The plot is all about an architect (aka The Master Builder, Stephen Dillane) who is basically trying to maintain his business through incredibly convoluted means, including burning down his own house and seducing his apprentice’s fiancé. He also believes that he can make things happen just by thinking them. Yep, pretty looney. But you haven’t heard anything yet.
His wife (Anastasia Hille) spends her whole time mooning about looking unwell, watering the stage and going on about duty. Clearly a psycho.
The fiancés (Emma Hamilton and John Light) are comparatively sane, although he does seem to have been told by the director to “dial it up to 11” in the acting department. At one point he says something mundane like “Hello” and delivers it like Henry V storming the breach at Harfleur.
But back to the subject in hand: which is crazy people.
Gemma Arterton. Gemma Arterton. She’s very good: she’s willowy, moves wonderfully and is utterly arresting in her performance. But I’ll tell you what, her character isn’t half bonkers. It’s impossible to understand or relate to a single word of what she says or thing she does throughout the whole 105 minutes. Perhaps the point? Maybe. But it does make it very frustrating after a while to have a central character behaving completely bizarrely, consistent only in her strangeness.
The staging is, well, minimalist. We get some gravel, two chairs, a lectern and, at one point, a jug of water. Apart from that it’s Austerity Norway.

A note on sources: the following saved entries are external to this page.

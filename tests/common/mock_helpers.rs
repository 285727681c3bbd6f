//! Session, consumer and server helpers

use erd_stream::pipeline::{Session, SessionMessage, SessionSummary};
use erd_stream::source::mock_server::{MockRdaServer, MockServerConfig};
use erd_stream::types::{ErdResult, PipelineState};
use std::io::{BufRead, BufReader};
use std::net::{SocketAddr, TcpStream};
use std::time::{Duration, Instant};

/// Everything a finished session reported on its bridge
pub struct SessionRun {
    pub summary: SessionSummary,
    pub results: Vec<ErdResult>,
    pub overruns: Vec<(String, u64)>,
    pub states: Vec<PipelineState>,
}

/// Spawn `session` and collect its messages until it finishes.
///
/// The session is stopped if it is still running after `limit`.
pub fn run_to_completion(session: Session, limit: Duration) -> SessionRun {
    let handle = session.spawn().unwrap();
    let deadline = Instant::now() + limit;
    let mut results = Vec::new();
    let mut overruns = Vec::new();
    let mut states = Vec::new();

    let mut collect = |msg: SessionMessage| match msg {
        SessionMessage::Result(r) => results.push(r),
        SessionMessage::Overrun { description, onset } => overruns.push((description, onset)),
        SessionMessage::StateChanged(s) => states.push(s),
        _ => {}
    };

    while !handle.is_finished() {
        if Instant::now() >= deadline {
            handle.stop();
        }
        if let Some(msg) = handle.bridge().recv_timeout(Duration::from_millis(20)) {
            collect(msg);
        }
    }
    for msg in handle.bridge().drain() {
        collect(msg);
    }
    let summary = handle.join().unwrap();
    SessionRun {
        summary,
        results,
        overruns,
        states,
    }
}

/// Connect a broadcast consumer.
pub fn connect_consumer(addr: SocketAddr) -> BufReader<TcpStream> {
    let stream = TcpStream::connect(addr).unwrap();
    stream
        .set_read_timeout(Some(Duration::from_secs(10)))
        .unwrap();
    BufReader::new(stream)
}

/// Read `n` JSON lines from a consumer connection.
pub fn read_records(reader: &mut BufReader<TcpStream>, n: usize) -> Vec<serde_json::Value> {
    (0..n)
        .map(|_| {
            let mut line = String::new();
            let read = reader.read_line(&mut line).unwrap();
            assert!(read > 0, "connection closed early");
            serde_json::from_str(line.trim_end()).unwrap()
        })
        .collect()
}

/// Read until the server closes the connection.
pub fn read_until_closed(reader: &mut BufReader<TcpStream>) -> Vec<serde_json::Value> {
    let mut records = Vec::new();
    let mut line = String::new();
    while let Ok(n) = reader.read_line(&mut line) {
        if n == 0 {
            break;
        }
        records.push(serde_json::from_str(line.trim_end()).unwrap());
        line.clear();
    }
    records
}

/// Start a mock RDA server on an ephemeral localhost port.
pub fn start_mock_server(config: MockServerConfig) -> MockRdaServer {
    MockRdaServer::start("127.0.0.1:0", config).unwrap()
}

/// A small noiseless mock stream: 4 channels at 250 Hz in 50 ms chunks.
pub fn small_mock_config() -> MockServerConfig {
    MockServerConfig {
        channel_names: ["C3", "C4", "Cz", "Pz"].iter().map(|s| s.to_string()).collect(),
        sample_rate: 250.0,
        chunk: 25,
        marker_interval: Duration::from_secs(2),
        noise: 0.0,
        ..Default::default()
    }
}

As we were leaving (well, actually pretending to leave – we were mostly gawking up at a heated disagreement brewing in the circle) an elderly woman next to us asked us if we had enjoyed it. Given I’d just leaned across to Mrs S and whispered, perhaps not as sotte voce as I might have, “That was such a pile of balls”, we found it difficult to lie: “Um, well, not really. It just didn’t seem to make much sense.”

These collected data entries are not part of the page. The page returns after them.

//! NumPy `.npy` raw sample store
//!
//! Samples are stored as a `(channels, samples)` float64 array in Fortran
//! order, so each incoming sample row is a contiguous append. The header is
//! padded to a fixed 128 bytes and rewritten with the final shape when the
//! writer is finalized.

use crate::error::{ErdError, Result};
use byteorder::{LittleEndian, ReadBytesExt, WriteBytesExt};
use std::fs::File;
use std::io::{BufReader, BufWriter, Read, Seek, SeekFrom, Write};
use std::path::Path;

const MAGIC: &[u8; 6] = b"\x93NUMPY";
const HEADER_LEN: usize = 128;
/// Magic, version and the u16 header length
const PREAMBLE_LEN: usize = 10;

fn header(channels: usize, samples: u64) -> Result<Vec<u8>> {
    let dict = format!(
        "{{'descr': '<f8', 'fortran_order': True, 'shape': ({}, {}), }}",
        channels, samples
    );
    let body_len = HEADER_LEN - PREAMBLE_LEN;
    if dict.len() + 1 > body_len {
        return Err(ErdError::Persistence(format!(
            "npy header too long for shape ({}, {})",
            channels, samples
        )));
    }

    let mut out = Vec::with_capacity(HEADER_LEN);
    out.extend_from_slice(MAGIC);
    out.extend_from_slice(&[1, 0]);
    out.write_u16::<LittleEndian>(body_len as u16)?;
    out.extend_from_slice(dict.as_bytes());
    out.resize(HEADER_LEN - 1, b' ');
    out.push(b'\n');
    Ok(out)
}

/// Appends sample rows to a `.npy` file.
pub struct NpyWriter {
    file: BufWriter<File>,
    channels: usize,
    samples: u64,
}

impl NpyWriter {
    /// Create the file with a zero-length header.
    pub fn create(path: impl AsRef<Path>, channels: usize) -> Result<Self> {
        let mut file = BufWriter::new(File::create(path.as_ref())?);
        file.write_all(&header(channels, 0)?)?;
        Ok(Self {
            file,
            channels,
            samples: 0,
        })
    }

    pub fn samples(&self) -> u64 {
        self.samples
    }

    /// Append channel-major data as interleaved rows.
    pub fn append(&mut self, data: &[Vec<f64>]) -> Result<()> {
        if data.len() != self.channels {
            return Err(ErdError::Persistence(format!(
                "expected {} channels, got {}",
                self.channels,
                data.len()
            )));
        }
        let points = data.first().map(Vec::len).unwrap_or(0);
        for i in 0..points {
            for channel in data {
                let v = channel.get(i).copied().unwrap_or(f64::NAN);
                self.file.write_f64::<LittleEndian>(v)?;
            }
        }
        self.samples += points as u64;
        Ok(())
    }

    /// Rewrite the header with the final shape and flush.
    pub fn finalize(mut self) -> Result<u64> {
        self.file.flush()?;
        let mut file = self
            .file
            .into_inner()
            .map_err(|e| ErdError::Persistence(e.to_string()))?;
        file.seek(SeekFrom::Start(0))?;
        file.write_all(&header(self.channels, self.samples)?)?;
        file.sync_all()?;
        Ok(self.samples)
    }
}

/// Pull `'key': value` out of the header dict.
fn dict_value<'a>(dict: &'a str, key: &str) -> Option<&'a str> {
    let pattern = format!("'{key}':");
    let start = dict.find(&pattern)? + pattern.len();
    let rest = dict[start..].trim_start();
    let end = if rest.starts_with('(') {
        rest.find(')')? + 1
    } else {
        rest.find(',')?
    };
    Some(rest[..end].trim())
}

/// Read a 2-D float64 store back as `data[channel][sample]`.
pub fn read_npy(path: impl AsRef<Path>) -> Result<Vec<Vec<f64>>> {
    let path = path.as_ref();
    let mut reader = BufReader::new(File::open(path)?);

    let mut magic = [0u8; 6];
    reader.read_exact(&mut magic)?;
    if &magic != MAGIC {
        return Err(ErdError::Persistence(format!("{} is not a .npy file", path.display())));
    }
    let major = reader.read_u8()?;
    let _minor = reader.read_u8()?;
    let header_len = match major {
        1 => reader.read_u16::<LittleEndian>()? as usize,
        2 | 3 => reader.read_u32::<LittleEndian>()? as usize,
        v => return Err(ErdError::Persistence(format!("unsupported .npy version {}", v))),
    };
    let mut dict = vec![0u8; header_len];
    reader.read_exact(&mut dict)?;
    let dict = String::from_utf8_lossy(&dict);

    let malformed = |what: &str| ErdError::Persistence(format!("{}: bad {} in header", path.display(), what));
    let descr = dict_value(&dict, "descr").ok_or_else(|| malformed("descr"))?;
    if descr.trim_matches('\'') != "<f8" {
        return Err(ErdError::Persistence(format!("unsupported dtype {}", descr)));
    }
    let fortran = dict_value(&dict, "fortran_order").ok_or_else(|| malformed("fortran_order"))? == "True";
    let shape: Vec<usize> = dict_value(&dict, "shape")
        .ok_or_else(|| malformed("shape"))?
        .trim_matches(|c| c == '(' || c == ')')
        .split(',')
        .map(str::trim)
        .filter(|s| !s.is_empty())
        .map(|s| s.parse::<usize>().map_err(|_| malformed("shape")))
        .collect::<Result<_>>()?;
    let (channels, samples) = match shape.as_slice() {
        [c, n] => (*c, *n),
        _ => return Err(malformed("shape")),
    };

    let mut data = vec![vec![0.0; samples]; channels];
    if fortran {
        for i in 0..samples {
            for channel in data.iter_mut() {
                channel[i] = reader.read_f64::<LittleEndian>()?;
            }
        }
    } else {
        for channel in data.iter_mut() {
            reader.read_f64_into::<LittleEndian>(channel)?;
        }
    }
    Ok(data)
}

“Oh well,” she said, in the tone adopted by pensioners when humouring the ignorance of youth.”You must read the text. You really must read the text. Wonderful, wonderful, wonderful.”
Perhaps. Perhaps if I did read the text all the arm waving and shouting and mentalness would reveal an inner coherence and meaning of real power.
Perhaps Ibsen (I didn’t make much of the sodding Doll’s House either for the record) is just beyond my intellect. PerhapsThe Master Builder is a superb play and this production a seminal one of it.
But for my money: too many crazy people.